A pity, of course, that the abattis had to be half-disassembled in order to make room for the cannon. But the militiamen didn't grumble at the added work. As usual, the cannon was proving to be a tremendous morale-booster. Only the militias of the larger towns had such guns. Villages in the mountains rarely even saw the weapons. The fact that Kresse's men possessed several was an important
factor in establishing their reputation as a serious military force.
On the positive side, the hand guns owned by the villagers were actually better than those of most soldiers, even regular forces. They were rifles, for the most part, not smoothbore muskets. Far more accurate, especially in the hands of men who'd been hunting all their lives.
Their great limitation on a battlefield was their terribly slow rate of fire compared to smoothbore muskets. That was the reason that professional armies generally used muskets. Wilhelm had heard that the Americans had introduced a method for rapidly rearming front-loading muskets. It involved something called a Minié ball. But he'd never seen one and had no real idea how it was done.
For an ambush like this, however—with Kresse and his men in hot pursuit of the enemy—the villagers didn't really need to worry much about reloading quickly.
* * *
Wilhelm Kuefer had participated in many fights under Kresse's command. He knew Georg would launch a savage assault on the deserter camp just as dawn was breaking. Then, as the panicked band of mercenaries tried to escape, he would harry them relentlessly—always keeping them to the road and not letting them veer off into the countryside.
The road would seem like the safest escape route, anyway. So, they'd follow it for two hours after the initial assault—well over six miles of a mountain "road" that was more in the way of a trail for pasturing cows. By the time they arrived at the ambush site where Kuefer and his cannon and militiamen were waiting, they'd be exhausted as well as terrified.

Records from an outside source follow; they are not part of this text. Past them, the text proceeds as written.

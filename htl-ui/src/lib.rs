//! htl-ui library - Human Taste Lab service
//!
//! Hosts the visitor session (shuffling, voting, reveal, results) behind a
//! small HTTP/SSE surface. The domain core lives in [`shuffle`],
//! [`consensus`], [`session`], [`report`], and [`profile`]; the `api`
//! modules are a thin layer that drives it.

use std::sync::Arc;

use axum::Router;
use tokio::sync::{Mutex, RwLock};

use htl_common::db::VoteStore;
use htl_common::events::EventBus;
use htl_common::identity::IdentityStore;
use htl_common::rounds::Round;

pub mod api;
pub mod consensus;
pub mod profile;
pub mod report;
pub mod session;
pub mod shuffle;

use consensus::TallyBoard;
use session::RoundSession;

/// Application state shared across HTTP handlers
#[derive(Clone)]
pub struct AppState {
    /// Vote persistence and insert-event feed
    pub store: VoteStore,
    /// Application event bus (vote inserts, resets)
    pub bus: EventBus,
    /// Live per-round tallies, replaced atomically on each merge
    pub tallies: Arc<RwLock<TallyBoard>>,
    /// The local visitor's session
    pub session: Arc<Mutex<RoundSession>>,
    /// Persisted identity (device id, visitor id, session counter)
    pub identity: Arc<IdentityStore>,
    /// The fixed round catalog
    pub rounds: &'static [Round],
}

/// Build application router
pub fn build_router(state: AppState) -> Router {
    use axum::routing::{get, post};

    Router::new()
        .route("/health", get(api::health_check))
        .route("/api/rounds", get(api::get_rounds))
        .route("/api/state", get(api::get_state))
        .route("/api/select", post(api::post_select))
        .route("/api/confirm", post(api::post_confirm))
        .route("/api/advance", post(api::post_advance))
        .route("/api/reset", post(api::post_reset))
        .route("/api/report/:round_id", get(api::get_report))
        .route("/api/results", get(api::get_results))
        .route("/api/events", get(api::event_stream))
        .layer(tower_http::trace::TraceLayer::new_for_http())
        .with_state(state)
}
//! # HTL Common Library
//!
//! Shared code for the Human Taste Lab service including:
//! - Database init, models, and the vote store
//! - Event types (LabEvent enum) and EventBus
//! - Session identity persistence
//! - Configuration loading
//! - The static round catalog
//! - SSE utilities

pub mod config;
pub mod db;
pub mod error;
pub mod events;
pub mod identity;
pub mod rounds;
pub mod sse;
pub mod uuid_utils;

pub use error::{Error, Result};
pub use identity::SessionIdentity;
pub use rounds::{Round, RoundPhoto};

When the first deserters appeared around the bend, the militiamen began shooting them down. But, at Kuefer's prior orders, only a handful of them were firing, their best marksmen, and they were not firing volleys. Their fire was deadly because of its accuracy, but it wouldn't seem to the deserters that they were facing a sizeable opponent. Just some mountaineers trying to defend a local village; at worst, a small number of skirmishers from the same partisan group who'd attacked them.